▶ [Supplied records]:
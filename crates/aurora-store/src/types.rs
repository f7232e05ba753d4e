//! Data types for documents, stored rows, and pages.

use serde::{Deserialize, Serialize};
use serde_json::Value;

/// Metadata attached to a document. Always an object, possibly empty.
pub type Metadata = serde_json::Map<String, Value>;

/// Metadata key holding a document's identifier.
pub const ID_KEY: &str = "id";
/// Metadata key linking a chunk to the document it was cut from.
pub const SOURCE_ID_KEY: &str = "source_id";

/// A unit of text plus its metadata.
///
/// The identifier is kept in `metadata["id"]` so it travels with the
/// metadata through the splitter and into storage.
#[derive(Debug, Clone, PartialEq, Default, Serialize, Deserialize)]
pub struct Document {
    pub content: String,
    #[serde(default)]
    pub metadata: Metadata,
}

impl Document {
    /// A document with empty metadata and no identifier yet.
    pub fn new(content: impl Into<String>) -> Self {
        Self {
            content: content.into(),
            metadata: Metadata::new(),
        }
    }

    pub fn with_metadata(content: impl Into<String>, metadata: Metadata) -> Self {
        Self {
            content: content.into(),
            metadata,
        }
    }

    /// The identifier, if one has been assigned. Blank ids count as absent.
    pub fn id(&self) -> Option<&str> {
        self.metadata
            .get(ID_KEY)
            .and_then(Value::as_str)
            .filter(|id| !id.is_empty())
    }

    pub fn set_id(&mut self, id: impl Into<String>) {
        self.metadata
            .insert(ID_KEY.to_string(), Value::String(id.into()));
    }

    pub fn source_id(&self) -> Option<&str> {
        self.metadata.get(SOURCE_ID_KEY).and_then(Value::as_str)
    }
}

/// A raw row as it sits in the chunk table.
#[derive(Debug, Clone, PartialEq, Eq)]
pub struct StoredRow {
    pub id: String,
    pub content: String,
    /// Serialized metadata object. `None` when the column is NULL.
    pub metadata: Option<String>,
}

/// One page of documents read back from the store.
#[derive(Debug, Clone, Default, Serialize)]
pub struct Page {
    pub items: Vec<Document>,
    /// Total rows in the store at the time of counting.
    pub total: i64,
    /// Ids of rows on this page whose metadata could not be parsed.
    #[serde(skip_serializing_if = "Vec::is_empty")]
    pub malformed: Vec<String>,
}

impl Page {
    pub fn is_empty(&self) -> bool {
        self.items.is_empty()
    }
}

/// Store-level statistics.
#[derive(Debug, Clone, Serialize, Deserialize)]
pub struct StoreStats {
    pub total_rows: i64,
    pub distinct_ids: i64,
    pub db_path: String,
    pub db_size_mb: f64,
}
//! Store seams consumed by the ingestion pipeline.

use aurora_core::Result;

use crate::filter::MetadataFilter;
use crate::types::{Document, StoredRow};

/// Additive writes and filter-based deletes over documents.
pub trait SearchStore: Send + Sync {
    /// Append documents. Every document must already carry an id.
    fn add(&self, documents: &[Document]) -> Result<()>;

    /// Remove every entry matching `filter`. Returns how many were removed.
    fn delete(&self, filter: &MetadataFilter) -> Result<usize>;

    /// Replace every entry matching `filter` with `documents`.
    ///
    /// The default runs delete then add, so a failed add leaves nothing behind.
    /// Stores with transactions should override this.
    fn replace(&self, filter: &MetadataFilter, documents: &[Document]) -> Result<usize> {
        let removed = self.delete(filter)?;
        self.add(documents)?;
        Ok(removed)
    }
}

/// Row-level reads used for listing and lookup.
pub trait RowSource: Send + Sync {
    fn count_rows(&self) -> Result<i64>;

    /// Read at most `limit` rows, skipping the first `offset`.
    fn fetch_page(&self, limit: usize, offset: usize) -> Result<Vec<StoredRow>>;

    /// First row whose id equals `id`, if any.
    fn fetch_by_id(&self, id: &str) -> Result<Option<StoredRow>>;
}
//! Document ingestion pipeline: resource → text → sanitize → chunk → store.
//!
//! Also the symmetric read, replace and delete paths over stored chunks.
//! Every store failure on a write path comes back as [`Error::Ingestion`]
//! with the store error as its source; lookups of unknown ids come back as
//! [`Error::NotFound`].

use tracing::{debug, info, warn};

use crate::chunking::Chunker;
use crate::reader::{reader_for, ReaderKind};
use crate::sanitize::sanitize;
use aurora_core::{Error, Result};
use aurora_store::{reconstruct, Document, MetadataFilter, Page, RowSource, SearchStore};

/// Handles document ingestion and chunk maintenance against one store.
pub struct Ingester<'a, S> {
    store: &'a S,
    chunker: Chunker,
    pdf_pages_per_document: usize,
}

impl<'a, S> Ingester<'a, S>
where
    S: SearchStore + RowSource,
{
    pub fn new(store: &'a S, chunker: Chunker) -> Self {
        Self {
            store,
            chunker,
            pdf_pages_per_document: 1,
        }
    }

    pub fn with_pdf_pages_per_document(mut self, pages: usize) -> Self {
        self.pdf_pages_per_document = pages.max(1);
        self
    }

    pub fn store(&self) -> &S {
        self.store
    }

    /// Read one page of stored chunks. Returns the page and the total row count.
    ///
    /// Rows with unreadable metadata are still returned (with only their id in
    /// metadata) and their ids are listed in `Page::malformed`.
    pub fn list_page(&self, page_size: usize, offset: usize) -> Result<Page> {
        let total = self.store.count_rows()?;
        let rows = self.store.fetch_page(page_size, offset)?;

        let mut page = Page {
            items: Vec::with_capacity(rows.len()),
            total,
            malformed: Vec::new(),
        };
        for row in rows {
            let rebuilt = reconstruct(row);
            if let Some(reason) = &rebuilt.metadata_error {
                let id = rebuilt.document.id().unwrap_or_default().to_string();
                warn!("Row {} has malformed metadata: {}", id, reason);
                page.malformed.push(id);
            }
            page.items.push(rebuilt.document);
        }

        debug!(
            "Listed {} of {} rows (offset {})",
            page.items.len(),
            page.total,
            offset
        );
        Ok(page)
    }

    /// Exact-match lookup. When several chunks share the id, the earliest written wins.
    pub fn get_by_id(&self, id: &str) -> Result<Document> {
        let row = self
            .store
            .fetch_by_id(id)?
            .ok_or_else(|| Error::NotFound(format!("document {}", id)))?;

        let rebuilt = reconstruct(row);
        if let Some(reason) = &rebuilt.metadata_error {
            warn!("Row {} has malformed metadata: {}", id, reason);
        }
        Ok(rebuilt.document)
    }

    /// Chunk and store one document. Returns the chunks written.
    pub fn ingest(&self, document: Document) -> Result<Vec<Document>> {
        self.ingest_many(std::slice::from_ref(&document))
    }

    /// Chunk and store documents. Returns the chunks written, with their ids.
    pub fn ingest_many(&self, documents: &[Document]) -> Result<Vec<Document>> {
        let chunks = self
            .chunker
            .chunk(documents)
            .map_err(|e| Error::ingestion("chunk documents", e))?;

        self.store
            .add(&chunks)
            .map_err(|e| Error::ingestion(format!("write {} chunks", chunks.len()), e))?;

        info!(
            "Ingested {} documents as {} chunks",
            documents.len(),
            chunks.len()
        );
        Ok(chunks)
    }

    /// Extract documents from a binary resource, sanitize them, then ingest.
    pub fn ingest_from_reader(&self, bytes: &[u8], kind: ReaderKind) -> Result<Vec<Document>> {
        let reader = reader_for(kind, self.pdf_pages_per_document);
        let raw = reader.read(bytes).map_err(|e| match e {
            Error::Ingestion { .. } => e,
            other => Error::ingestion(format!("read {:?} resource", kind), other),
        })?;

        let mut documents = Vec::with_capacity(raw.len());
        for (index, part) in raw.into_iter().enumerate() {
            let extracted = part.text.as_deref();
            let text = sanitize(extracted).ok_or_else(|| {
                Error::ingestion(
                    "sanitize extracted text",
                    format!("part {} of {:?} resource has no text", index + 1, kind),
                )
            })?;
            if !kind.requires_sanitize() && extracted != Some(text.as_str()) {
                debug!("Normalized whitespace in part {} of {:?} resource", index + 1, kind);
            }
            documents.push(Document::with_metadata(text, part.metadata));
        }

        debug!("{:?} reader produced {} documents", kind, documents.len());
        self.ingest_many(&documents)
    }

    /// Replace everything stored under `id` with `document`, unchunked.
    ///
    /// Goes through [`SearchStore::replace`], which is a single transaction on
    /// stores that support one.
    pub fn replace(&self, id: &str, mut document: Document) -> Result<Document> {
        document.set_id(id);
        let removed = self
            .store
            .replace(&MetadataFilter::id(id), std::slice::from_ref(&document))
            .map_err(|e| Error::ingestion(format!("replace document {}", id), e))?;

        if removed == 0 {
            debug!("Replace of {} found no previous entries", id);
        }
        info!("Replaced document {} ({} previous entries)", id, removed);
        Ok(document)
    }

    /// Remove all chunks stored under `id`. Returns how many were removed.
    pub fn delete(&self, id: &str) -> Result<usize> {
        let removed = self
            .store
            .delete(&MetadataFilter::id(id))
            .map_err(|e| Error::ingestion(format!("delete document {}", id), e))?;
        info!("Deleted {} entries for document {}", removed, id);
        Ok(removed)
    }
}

▶ [What is required]: Reproduce verbatim only this range: the first line of the material through the line that contains "no identifier yet.", inclusive.

▶ [Solution for this problem]:
filename crates/aurora-store/src/types.rs
repository f7232e05ba753d4e
//! Data types for documents, stored rows, and pages.

use serde::{Deserialize, Serialize};
use serde_json::Value;

/// Metadata attached to a document. Always an object, possibly empty.
pub type Metadata = serde_json::Map<String, Value>;

/// Metadata key holding a document's identifier.
pub const ID_KEY: &str = "id";
/// Metadata key linking a chunk to the document it was cut from.
pub const SOURCE_ID_KEY: &str = "source_id";

/// A unit of text plus its metadata.
///
/// The identifier is kept in `metadata["id"]` so it travels with the
/// metadata through the splitter and into storage.
#[derive(Debug, Clone, PartialEq, Default, Serialize, Deserialize)]
pub struct Document {
    pub content: String,
    #[serde(default)]
    pub metadata: Metadata,
}

impl Document {
    /// A document with empty metadata and no identifier yet.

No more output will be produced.